[Data extracts Boundary: Start]

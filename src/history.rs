//! Undo/redo history over document commands.
//!
//! Commands mutate the store through [`Command::execute`] and capture
//! whatever they need to reverse themselves. The history owns executed
//! commands on two stacks; a fresh command invalidates the redo stack.

use tracing::debug;

use crate::constants::MAX_HISTORY;
use crate::store::NodeStore;

/// A reversible document mutation.
///
/// `execute` must capture the reversal state it needs each time it runs,
/// so the default `redo` (re-execute) stays correct after an undo.
pub trait Command {
    /// Stable name for logging.
    fn name(&self) -> &'static str;

    fn execute(&mut self, store: &mut NodeStore);

    fn undo(&mut self, store: &mut NodeStore);

    fn redo(&mut self, store: &mut NodeStore) {
        self.execute(store);
    }
}

/// Bounded undo/redo stacks.
pub struct History {
    undo_stack: Vec<Box<dyn Command>>,
    redo_stack: Vec<Box<dyn Command>>,
    limit: usize,
}

impl Default for History {
    fn default() -> Self {
        Self::new()
    }
}

impl History {
    pub fn new() -> Self {
        Self::with_limit(MAX_HISTORY)
    }

    pub fn with_limit(limit: usize) -> Self {
        Self {
            undo_stack: Vec::new(),
            redo_stack: Vec::new(),
            limit,
        }
    }

    pub fn can_undo(&self) -> bool {
        !self.undo_stack.is_empty()
    }

    pub fn can_redo(&self) -> bool {
        !self.redo_stack.is_empty()
    }

    pub fn undo_len(&self) -> usize {
        self.undo_stack.len()
    }

    /// Execute a command and record it. Drops the redo stack and, past the
    /// limit, the oldest undo entry.
    pub fn push(&mut self, mut command: Box<dyn Command>, store: &mut NodeStore) {
        debug!(command = command.name(), "execute");
        command.execute(store);
        self.redo_stack.clear();
        self.undo_stack.push(command);
        if self.undo_stack.len() > self.limit {
            self.undo_stack.remove(0);
        }
    }

    /// Reverse the most recent command. Returns false on an empty stack.
    pub fn undo(&mut self, store: &mut NodeStore) -> bool {
        let Some(mut command) = self.undo_stack.pop() else {
            return false;
        };
        debug!(command = command.name(), "undo");
        command.undo(store);
        self.redo_stack.push(command);
        true
    }

    /// Re-apply the most recently undone command. Returns false on an empty
    /// stack.
    pub fn redo(&mut self, store: &mut NodeStore) -> bool {
        let Some(mut command) = self.redo_stack.pop() else {
            return false;
        };
        debug!(command = command.name(), "redo");
        command.redo(store);
        self.undo_stack.push(command);
        true
    }

    pub fn clear(&mut self) {
        self.undo_stack.clear();
        self.redo_stack.clear();
    }
}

[Data extracts Boundary: End]

Assignment => Take every line from the records above that has the word "else" and copy it.

Problem solution =>
        let Some(mut command) = self.undo_stack.pop() else {
        let Some(mut command) = self.redo_stack.pop() else {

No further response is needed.